= What you need to do =
Among the records below, which lines contain the string "true"? Report them.
==== Data in this exercise
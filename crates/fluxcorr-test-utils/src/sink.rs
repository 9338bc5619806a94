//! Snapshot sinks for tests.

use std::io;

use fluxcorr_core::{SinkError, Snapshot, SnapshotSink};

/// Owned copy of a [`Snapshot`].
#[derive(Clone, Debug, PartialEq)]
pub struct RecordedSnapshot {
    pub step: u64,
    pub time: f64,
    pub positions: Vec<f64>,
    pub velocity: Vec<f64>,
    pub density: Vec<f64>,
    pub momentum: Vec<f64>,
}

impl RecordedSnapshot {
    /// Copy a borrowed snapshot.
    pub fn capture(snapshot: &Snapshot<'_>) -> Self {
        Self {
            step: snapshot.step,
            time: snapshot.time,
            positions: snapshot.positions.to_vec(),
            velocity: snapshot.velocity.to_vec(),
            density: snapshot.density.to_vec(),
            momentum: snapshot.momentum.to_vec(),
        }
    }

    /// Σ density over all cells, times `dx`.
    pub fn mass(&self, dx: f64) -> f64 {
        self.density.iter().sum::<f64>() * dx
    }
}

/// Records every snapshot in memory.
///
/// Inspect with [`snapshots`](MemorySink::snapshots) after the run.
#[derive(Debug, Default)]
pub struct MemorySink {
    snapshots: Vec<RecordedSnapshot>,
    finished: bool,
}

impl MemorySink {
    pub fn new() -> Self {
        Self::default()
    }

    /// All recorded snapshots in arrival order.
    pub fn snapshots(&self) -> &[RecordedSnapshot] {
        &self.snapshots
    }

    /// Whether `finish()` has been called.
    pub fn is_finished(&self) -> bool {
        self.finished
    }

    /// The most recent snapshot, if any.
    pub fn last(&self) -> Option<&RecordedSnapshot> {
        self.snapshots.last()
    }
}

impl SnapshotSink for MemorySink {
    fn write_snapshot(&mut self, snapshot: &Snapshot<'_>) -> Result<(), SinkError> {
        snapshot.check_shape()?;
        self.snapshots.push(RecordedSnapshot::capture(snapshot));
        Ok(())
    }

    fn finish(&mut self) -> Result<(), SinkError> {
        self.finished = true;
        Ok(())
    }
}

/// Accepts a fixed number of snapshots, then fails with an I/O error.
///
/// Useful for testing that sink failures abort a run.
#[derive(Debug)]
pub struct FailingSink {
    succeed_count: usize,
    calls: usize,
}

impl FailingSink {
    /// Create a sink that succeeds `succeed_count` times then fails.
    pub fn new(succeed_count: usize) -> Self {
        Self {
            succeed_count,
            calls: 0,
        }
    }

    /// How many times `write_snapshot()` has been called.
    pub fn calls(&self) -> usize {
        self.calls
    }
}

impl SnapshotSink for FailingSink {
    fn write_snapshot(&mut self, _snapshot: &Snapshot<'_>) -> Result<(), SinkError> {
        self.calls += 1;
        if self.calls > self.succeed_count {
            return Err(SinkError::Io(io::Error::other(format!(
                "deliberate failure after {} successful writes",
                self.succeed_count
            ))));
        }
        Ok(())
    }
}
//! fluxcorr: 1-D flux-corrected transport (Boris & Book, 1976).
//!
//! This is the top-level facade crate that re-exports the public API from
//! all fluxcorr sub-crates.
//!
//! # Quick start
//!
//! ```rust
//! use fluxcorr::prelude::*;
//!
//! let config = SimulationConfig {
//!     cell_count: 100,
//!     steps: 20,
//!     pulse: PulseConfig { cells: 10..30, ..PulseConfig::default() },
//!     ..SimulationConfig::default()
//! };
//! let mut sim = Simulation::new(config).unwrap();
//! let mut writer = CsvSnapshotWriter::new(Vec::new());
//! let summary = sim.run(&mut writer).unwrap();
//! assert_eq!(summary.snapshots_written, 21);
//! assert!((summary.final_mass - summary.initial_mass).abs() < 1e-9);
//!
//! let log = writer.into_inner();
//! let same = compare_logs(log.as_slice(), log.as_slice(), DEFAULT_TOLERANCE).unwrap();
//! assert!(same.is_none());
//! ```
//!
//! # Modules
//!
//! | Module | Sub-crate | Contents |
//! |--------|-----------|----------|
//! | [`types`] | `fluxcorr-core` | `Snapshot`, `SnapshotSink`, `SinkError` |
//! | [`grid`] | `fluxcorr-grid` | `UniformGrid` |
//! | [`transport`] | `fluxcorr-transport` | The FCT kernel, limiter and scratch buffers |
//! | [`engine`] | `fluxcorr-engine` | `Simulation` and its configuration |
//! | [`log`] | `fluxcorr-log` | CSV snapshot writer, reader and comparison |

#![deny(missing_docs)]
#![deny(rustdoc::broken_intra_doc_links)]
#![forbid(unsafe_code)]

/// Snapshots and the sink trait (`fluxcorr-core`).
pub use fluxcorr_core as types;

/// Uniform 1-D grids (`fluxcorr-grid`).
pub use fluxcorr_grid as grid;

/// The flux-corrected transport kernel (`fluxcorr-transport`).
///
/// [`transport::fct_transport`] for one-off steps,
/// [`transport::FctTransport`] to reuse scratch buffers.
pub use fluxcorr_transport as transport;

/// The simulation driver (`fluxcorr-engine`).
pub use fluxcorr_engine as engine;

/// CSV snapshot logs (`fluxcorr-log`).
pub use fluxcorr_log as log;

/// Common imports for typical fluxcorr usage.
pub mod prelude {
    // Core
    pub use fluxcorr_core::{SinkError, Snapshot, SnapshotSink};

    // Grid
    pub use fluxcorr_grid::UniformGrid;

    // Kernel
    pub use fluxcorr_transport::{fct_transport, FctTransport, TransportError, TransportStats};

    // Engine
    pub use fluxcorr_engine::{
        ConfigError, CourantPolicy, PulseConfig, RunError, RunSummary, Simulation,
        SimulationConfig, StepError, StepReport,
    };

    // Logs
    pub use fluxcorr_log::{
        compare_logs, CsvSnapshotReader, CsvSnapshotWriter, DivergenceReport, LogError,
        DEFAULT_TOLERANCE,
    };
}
========
==== Data in this exercise
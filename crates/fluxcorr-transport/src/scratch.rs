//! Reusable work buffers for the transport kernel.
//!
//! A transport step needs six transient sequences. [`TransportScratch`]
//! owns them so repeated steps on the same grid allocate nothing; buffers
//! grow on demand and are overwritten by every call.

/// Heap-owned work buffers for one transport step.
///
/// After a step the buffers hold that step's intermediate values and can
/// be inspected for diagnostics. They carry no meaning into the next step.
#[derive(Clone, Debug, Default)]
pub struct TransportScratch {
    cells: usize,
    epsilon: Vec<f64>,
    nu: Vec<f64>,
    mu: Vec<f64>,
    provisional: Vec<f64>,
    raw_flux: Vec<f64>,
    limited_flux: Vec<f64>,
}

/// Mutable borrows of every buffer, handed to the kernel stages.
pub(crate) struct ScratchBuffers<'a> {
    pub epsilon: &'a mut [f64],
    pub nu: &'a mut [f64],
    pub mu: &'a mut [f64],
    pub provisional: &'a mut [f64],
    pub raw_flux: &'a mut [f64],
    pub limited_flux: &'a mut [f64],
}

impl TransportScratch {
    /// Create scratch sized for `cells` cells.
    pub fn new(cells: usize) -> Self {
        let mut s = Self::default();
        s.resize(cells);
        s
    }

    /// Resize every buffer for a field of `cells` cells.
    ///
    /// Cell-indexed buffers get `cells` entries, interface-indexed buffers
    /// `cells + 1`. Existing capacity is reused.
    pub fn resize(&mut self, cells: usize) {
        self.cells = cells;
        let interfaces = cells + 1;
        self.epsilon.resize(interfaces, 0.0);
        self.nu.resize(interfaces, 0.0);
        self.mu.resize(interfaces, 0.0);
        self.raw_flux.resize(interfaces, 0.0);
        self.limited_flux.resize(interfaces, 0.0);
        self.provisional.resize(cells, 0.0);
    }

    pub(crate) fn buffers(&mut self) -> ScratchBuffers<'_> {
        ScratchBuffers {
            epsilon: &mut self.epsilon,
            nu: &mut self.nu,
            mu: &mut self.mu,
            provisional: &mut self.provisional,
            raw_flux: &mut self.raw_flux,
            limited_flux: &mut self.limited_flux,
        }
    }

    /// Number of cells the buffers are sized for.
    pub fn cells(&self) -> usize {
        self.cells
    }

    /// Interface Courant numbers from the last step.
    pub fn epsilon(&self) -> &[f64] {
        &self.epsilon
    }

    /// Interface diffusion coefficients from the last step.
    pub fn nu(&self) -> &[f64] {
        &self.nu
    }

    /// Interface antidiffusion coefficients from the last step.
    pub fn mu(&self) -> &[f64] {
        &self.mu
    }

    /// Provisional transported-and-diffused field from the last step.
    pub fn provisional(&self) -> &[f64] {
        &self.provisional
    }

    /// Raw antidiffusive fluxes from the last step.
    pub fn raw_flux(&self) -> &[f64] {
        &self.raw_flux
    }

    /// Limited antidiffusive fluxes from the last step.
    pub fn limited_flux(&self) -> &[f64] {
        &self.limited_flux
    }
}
========
==== Data in this exercise
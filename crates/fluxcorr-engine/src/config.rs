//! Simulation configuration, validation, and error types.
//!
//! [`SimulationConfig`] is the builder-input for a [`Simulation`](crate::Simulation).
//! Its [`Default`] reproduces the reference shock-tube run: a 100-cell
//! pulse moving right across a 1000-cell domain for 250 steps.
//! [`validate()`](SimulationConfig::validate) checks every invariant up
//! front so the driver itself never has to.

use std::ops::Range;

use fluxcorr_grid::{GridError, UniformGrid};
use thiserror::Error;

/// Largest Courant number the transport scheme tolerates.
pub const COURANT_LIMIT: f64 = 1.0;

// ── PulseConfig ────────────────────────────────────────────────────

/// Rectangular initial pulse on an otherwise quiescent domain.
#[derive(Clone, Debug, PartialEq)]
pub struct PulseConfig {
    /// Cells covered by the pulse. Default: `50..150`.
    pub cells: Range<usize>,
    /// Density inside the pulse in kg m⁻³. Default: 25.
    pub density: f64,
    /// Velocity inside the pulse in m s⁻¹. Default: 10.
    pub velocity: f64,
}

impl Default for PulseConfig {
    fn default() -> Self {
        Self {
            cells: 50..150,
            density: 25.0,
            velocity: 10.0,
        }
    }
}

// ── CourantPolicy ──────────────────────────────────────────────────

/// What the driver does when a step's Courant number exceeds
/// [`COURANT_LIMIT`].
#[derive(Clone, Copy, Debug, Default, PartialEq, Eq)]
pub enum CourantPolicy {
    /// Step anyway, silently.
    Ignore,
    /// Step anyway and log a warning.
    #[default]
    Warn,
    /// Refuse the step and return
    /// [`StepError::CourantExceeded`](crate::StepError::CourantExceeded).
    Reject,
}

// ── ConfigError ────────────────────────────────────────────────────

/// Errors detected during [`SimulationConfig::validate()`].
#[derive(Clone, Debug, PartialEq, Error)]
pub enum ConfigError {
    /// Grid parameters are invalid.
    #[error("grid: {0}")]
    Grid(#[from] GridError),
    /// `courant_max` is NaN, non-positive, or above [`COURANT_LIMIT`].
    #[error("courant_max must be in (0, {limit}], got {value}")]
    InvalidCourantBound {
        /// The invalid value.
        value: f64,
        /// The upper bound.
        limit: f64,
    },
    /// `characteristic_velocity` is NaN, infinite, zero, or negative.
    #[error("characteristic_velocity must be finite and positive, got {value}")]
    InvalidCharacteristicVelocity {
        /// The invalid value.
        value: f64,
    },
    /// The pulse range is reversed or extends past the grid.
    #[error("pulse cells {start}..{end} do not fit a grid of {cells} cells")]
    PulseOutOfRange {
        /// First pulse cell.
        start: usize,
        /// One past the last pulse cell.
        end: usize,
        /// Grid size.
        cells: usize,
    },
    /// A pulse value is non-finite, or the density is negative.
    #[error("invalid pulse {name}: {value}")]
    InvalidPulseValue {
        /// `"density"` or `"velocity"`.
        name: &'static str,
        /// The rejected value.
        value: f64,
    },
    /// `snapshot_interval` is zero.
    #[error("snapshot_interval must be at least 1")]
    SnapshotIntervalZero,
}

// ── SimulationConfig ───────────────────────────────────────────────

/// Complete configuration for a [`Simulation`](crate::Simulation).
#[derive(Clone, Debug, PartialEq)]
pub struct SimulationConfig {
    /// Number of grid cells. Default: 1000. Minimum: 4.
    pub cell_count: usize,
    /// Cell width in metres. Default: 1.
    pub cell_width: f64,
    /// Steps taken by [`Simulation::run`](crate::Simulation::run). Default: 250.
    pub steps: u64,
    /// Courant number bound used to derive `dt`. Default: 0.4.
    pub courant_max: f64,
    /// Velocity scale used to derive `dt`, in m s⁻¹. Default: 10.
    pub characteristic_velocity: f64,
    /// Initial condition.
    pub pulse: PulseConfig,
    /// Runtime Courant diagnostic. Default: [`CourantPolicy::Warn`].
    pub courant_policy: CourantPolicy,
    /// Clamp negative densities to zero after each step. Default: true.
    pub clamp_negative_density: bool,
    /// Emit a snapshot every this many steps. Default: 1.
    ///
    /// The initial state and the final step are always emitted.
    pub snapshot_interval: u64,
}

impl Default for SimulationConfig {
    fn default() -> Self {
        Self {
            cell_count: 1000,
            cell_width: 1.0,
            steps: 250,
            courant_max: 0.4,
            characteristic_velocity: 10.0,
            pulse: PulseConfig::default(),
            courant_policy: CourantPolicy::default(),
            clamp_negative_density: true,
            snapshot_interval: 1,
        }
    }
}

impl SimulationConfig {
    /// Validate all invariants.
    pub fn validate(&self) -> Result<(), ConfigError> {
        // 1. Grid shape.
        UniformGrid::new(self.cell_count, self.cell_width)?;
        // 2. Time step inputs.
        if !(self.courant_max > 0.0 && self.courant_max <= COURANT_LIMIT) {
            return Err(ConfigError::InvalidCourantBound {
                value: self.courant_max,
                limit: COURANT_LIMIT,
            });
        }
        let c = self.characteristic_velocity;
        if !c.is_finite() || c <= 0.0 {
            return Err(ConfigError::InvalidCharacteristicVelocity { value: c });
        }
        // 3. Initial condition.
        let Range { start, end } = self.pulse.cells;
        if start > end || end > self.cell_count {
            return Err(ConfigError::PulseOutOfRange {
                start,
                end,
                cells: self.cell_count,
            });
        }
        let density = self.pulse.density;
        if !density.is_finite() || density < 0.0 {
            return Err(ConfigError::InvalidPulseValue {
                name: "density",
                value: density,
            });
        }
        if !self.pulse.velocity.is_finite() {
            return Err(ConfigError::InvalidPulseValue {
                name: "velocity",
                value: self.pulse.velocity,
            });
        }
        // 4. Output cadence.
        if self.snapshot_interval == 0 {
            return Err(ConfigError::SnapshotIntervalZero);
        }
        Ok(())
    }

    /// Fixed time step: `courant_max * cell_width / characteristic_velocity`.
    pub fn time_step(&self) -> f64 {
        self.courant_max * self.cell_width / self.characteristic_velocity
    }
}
========
= Exercise answer =
        self.finished = true;
    /// Clamp negative densities to zero after each step. Default: true.
            clamp_negative_density: true,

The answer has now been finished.